== Material shown ==

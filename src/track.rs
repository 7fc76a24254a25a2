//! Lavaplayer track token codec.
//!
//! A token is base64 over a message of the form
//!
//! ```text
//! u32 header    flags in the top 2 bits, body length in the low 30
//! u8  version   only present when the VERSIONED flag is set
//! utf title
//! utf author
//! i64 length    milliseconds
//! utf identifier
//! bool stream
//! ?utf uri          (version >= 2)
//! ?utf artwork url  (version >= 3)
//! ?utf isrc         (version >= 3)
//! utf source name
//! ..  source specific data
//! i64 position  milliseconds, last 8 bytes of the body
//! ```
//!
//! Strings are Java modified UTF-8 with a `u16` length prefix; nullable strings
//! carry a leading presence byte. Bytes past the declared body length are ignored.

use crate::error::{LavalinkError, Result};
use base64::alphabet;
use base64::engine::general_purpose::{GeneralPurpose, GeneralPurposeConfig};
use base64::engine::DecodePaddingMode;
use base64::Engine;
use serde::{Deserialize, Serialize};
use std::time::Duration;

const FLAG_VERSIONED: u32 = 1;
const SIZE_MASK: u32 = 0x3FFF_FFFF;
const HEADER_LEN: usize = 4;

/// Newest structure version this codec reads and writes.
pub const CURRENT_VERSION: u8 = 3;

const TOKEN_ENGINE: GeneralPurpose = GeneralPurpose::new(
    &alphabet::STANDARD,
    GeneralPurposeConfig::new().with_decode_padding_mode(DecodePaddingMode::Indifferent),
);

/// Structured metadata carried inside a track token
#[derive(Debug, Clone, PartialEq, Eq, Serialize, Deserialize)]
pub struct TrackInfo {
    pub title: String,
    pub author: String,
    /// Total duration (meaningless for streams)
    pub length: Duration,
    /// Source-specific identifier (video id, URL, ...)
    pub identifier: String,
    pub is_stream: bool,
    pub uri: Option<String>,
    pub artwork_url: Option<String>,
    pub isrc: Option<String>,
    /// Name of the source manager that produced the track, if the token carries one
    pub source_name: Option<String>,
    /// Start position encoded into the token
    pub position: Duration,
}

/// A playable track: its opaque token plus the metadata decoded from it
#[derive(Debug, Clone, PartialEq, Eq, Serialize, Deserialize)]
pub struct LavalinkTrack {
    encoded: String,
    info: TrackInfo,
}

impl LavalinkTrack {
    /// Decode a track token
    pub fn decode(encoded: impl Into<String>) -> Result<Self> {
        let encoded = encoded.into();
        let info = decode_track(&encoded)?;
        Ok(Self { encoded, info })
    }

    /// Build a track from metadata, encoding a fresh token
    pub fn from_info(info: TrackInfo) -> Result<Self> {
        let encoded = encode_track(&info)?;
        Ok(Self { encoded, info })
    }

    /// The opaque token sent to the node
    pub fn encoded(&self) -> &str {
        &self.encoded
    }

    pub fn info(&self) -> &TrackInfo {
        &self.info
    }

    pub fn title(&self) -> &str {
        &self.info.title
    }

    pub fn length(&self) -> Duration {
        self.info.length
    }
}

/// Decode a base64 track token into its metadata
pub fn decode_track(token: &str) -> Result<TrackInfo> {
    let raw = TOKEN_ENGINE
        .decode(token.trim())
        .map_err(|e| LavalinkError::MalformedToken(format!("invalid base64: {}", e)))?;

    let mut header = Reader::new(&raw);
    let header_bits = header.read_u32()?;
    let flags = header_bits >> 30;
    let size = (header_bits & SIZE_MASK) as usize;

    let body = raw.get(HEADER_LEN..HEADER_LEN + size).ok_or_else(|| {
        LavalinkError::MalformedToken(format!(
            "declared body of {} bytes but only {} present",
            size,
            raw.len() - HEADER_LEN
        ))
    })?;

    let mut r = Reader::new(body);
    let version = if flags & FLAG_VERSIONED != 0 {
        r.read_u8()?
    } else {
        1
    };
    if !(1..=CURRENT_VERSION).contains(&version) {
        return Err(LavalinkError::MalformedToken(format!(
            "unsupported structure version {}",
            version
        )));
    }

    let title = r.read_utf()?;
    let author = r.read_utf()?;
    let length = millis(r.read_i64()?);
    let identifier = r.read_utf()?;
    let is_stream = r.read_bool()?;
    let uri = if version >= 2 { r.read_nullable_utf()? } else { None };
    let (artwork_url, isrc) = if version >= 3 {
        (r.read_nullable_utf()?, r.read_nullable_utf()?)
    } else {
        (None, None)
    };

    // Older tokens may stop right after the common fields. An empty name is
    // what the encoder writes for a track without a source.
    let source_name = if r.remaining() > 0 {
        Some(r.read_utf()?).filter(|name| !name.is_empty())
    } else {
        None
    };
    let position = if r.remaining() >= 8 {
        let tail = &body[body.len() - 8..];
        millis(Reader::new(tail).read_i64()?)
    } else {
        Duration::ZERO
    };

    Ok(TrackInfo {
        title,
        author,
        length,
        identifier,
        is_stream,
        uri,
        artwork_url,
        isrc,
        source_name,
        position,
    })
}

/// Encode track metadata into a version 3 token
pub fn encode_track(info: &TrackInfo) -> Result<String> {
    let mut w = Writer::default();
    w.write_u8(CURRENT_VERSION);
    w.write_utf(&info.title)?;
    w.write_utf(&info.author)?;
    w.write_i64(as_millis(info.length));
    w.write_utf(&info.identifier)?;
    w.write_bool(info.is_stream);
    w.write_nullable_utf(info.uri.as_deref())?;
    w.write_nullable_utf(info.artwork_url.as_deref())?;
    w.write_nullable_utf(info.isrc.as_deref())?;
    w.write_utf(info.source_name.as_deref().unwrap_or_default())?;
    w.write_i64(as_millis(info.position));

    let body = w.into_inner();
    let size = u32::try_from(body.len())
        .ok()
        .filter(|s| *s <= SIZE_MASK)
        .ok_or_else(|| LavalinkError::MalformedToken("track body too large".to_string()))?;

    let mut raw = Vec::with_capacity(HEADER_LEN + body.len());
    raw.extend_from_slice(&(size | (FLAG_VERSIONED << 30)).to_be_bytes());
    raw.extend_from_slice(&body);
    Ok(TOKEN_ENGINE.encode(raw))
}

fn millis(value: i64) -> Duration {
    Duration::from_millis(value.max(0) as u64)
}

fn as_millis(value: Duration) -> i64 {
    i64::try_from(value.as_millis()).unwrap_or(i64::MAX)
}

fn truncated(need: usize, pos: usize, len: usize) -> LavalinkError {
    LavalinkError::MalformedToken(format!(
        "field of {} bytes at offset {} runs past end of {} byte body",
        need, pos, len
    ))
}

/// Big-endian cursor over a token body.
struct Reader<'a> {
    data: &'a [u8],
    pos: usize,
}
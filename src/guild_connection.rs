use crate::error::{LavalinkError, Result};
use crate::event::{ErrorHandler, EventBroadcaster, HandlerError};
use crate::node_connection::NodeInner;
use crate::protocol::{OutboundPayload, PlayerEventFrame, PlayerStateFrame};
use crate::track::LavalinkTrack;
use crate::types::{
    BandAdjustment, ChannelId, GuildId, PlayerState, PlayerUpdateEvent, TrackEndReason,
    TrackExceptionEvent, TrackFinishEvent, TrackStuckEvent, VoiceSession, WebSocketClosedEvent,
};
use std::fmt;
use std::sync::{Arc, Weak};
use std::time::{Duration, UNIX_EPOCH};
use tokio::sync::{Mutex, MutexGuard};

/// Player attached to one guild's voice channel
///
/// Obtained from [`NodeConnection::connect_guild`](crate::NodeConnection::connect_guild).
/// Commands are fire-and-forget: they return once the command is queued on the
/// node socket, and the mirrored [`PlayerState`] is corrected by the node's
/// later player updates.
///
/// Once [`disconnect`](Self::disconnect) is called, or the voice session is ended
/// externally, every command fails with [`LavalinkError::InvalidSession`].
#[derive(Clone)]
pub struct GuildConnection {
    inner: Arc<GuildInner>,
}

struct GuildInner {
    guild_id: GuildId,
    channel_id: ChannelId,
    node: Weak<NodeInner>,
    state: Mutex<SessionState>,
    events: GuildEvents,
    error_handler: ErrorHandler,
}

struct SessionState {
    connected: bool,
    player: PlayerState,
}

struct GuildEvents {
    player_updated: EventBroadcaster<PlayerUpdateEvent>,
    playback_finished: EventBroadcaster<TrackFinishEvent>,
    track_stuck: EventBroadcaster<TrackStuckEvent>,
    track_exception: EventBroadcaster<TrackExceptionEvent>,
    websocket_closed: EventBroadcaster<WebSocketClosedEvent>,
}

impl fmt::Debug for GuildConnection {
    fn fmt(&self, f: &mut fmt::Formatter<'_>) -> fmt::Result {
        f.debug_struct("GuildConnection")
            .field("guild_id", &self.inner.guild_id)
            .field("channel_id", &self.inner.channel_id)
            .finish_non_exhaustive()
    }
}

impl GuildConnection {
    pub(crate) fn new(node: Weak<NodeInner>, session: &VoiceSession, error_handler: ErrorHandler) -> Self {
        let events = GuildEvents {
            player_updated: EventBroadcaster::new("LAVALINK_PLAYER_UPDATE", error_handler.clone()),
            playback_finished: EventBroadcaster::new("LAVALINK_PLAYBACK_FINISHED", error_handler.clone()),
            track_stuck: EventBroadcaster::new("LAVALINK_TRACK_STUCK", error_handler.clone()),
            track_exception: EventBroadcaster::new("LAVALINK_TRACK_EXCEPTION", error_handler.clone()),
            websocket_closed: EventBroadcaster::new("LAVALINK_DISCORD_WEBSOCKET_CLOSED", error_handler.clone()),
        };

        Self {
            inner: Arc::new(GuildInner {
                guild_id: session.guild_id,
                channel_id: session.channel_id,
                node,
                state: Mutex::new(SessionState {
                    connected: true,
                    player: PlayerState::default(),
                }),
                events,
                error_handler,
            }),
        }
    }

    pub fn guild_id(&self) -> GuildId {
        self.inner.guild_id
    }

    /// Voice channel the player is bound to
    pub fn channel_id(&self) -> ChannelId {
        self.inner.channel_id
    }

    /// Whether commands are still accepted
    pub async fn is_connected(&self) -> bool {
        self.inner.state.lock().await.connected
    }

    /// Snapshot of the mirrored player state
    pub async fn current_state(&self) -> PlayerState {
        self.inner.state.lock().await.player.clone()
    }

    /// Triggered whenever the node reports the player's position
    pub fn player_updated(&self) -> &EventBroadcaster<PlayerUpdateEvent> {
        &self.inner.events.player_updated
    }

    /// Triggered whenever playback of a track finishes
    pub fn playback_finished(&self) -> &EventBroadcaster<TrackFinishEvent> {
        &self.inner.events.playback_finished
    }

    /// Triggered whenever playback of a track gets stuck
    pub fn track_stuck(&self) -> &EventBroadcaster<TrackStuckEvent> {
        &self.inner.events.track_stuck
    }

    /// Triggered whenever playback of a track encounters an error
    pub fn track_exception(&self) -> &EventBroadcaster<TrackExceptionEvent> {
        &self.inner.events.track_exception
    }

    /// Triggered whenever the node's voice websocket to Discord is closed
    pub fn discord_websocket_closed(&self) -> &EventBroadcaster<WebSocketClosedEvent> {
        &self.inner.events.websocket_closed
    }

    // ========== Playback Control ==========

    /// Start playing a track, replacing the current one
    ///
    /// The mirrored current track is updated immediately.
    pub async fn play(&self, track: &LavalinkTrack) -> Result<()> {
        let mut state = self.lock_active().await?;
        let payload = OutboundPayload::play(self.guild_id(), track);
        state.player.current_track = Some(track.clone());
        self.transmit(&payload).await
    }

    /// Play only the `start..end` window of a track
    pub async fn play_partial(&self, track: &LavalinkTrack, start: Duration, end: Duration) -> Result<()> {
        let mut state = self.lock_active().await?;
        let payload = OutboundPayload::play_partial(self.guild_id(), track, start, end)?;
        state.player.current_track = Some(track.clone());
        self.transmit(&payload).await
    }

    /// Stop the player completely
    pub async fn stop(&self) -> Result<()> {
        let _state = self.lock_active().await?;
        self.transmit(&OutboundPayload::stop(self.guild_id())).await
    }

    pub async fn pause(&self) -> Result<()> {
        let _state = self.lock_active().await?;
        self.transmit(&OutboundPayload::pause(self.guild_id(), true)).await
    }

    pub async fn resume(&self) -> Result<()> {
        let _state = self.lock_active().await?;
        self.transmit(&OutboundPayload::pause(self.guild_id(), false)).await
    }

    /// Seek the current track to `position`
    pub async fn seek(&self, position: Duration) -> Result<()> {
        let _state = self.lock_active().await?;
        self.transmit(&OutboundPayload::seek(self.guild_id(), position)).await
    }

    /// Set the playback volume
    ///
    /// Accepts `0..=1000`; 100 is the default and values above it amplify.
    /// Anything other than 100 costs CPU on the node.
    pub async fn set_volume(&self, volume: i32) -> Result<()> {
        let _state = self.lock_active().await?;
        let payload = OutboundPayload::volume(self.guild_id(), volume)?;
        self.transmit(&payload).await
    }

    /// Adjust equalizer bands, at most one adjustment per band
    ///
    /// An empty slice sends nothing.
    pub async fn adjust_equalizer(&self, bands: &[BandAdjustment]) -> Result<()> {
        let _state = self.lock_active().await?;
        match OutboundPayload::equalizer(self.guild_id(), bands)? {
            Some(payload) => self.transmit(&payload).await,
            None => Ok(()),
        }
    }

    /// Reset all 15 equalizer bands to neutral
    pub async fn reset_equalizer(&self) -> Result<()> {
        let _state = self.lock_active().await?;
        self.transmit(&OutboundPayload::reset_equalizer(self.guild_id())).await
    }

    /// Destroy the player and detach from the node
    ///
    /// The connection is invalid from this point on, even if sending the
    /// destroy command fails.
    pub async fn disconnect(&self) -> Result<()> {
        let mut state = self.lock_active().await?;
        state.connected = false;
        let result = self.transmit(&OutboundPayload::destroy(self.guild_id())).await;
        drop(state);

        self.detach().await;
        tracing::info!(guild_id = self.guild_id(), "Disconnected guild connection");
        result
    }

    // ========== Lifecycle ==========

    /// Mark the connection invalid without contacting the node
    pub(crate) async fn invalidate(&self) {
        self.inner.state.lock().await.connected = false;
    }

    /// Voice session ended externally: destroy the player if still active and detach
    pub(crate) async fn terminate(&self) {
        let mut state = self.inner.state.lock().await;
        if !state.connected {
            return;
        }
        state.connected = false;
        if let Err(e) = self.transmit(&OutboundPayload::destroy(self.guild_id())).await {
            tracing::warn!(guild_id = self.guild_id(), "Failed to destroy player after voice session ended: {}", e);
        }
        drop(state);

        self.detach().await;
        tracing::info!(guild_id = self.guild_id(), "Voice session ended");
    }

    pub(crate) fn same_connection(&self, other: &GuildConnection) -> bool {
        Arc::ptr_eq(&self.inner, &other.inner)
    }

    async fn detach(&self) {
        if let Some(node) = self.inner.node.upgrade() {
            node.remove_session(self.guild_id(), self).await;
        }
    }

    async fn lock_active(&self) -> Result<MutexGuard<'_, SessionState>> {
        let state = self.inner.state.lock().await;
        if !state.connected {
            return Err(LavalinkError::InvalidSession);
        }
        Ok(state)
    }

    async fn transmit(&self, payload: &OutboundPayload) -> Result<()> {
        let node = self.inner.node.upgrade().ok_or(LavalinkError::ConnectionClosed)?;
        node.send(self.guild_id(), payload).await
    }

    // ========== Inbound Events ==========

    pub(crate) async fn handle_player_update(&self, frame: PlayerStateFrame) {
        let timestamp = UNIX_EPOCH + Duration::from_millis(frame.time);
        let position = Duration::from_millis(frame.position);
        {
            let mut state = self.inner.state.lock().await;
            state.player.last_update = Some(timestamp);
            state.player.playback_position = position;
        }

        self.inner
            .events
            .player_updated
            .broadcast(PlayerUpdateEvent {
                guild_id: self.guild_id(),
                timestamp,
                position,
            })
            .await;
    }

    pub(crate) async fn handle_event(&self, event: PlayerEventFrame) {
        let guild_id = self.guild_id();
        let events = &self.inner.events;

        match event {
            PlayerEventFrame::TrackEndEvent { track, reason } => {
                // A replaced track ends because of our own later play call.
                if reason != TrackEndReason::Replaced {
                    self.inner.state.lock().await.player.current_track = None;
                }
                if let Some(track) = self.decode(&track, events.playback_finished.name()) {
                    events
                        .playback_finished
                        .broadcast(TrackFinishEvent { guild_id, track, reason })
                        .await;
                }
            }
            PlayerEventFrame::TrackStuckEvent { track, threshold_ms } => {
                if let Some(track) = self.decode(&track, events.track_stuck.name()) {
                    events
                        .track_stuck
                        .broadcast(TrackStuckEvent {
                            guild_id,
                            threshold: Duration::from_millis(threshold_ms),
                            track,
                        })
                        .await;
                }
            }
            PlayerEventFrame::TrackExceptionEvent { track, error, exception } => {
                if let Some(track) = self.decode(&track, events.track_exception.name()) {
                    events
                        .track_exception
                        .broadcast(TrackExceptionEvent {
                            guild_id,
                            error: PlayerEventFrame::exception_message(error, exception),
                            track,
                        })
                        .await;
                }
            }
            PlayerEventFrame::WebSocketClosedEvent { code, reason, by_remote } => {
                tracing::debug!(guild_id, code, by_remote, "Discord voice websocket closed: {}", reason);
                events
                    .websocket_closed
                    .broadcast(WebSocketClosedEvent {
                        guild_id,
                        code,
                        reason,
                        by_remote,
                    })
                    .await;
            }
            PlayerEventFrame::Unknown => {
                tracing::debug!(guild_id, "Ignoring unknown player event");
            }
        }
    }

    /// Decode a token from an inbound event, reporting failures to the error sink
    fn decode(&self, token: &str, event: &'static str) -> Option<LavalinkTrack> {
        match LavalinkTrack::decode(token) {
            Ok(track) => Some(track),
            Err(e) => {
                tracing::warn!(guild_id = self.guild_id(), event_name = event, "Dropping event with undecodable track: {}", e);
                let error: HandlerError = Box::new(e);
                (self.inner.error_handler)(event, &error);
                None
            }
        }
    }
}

===

Send back exactly the lines of the listing above starting at the one with "use crate::track::LavalinkTrack;" and ending at the one with "#[derive(Clone)]", inclusive, and no others.

use crate::track::LavalinkTrack;
use crate::types::{
    BandAdjustment, ChannelId, GuildId, PlayerState, PlayerUpdateEvent, TrackEndReason,
    TrackExceptionEvent, TrackFinishEvent, TrackStuckEvent, VoiceSession, WebSocketClosedEvent,
};
use std::fmt;
use std::sync::{Arc, Weak};
use std::time::{Duration, UNIX_EPOCH};
use tokio::sync::{Mutex, MutexGuard};

/// Player attached to one guild's voice channel
///
/// Obtained from [`NodeConnection::connect_guild`](crate::NodeConnection::connect_guild).
/// Commands are fire-and-forget: they return once the command is queued on the
/// node socket, and the mirrored [`PlayerState`] is corrected by the node's
/// later player updates.
///
/// Once [`disconnect`](Self::disconnect) is called, or the voice session is ended
/// externally, every command fails with [`LavalinkError::InvalidSession`].
#[derive(Clone)]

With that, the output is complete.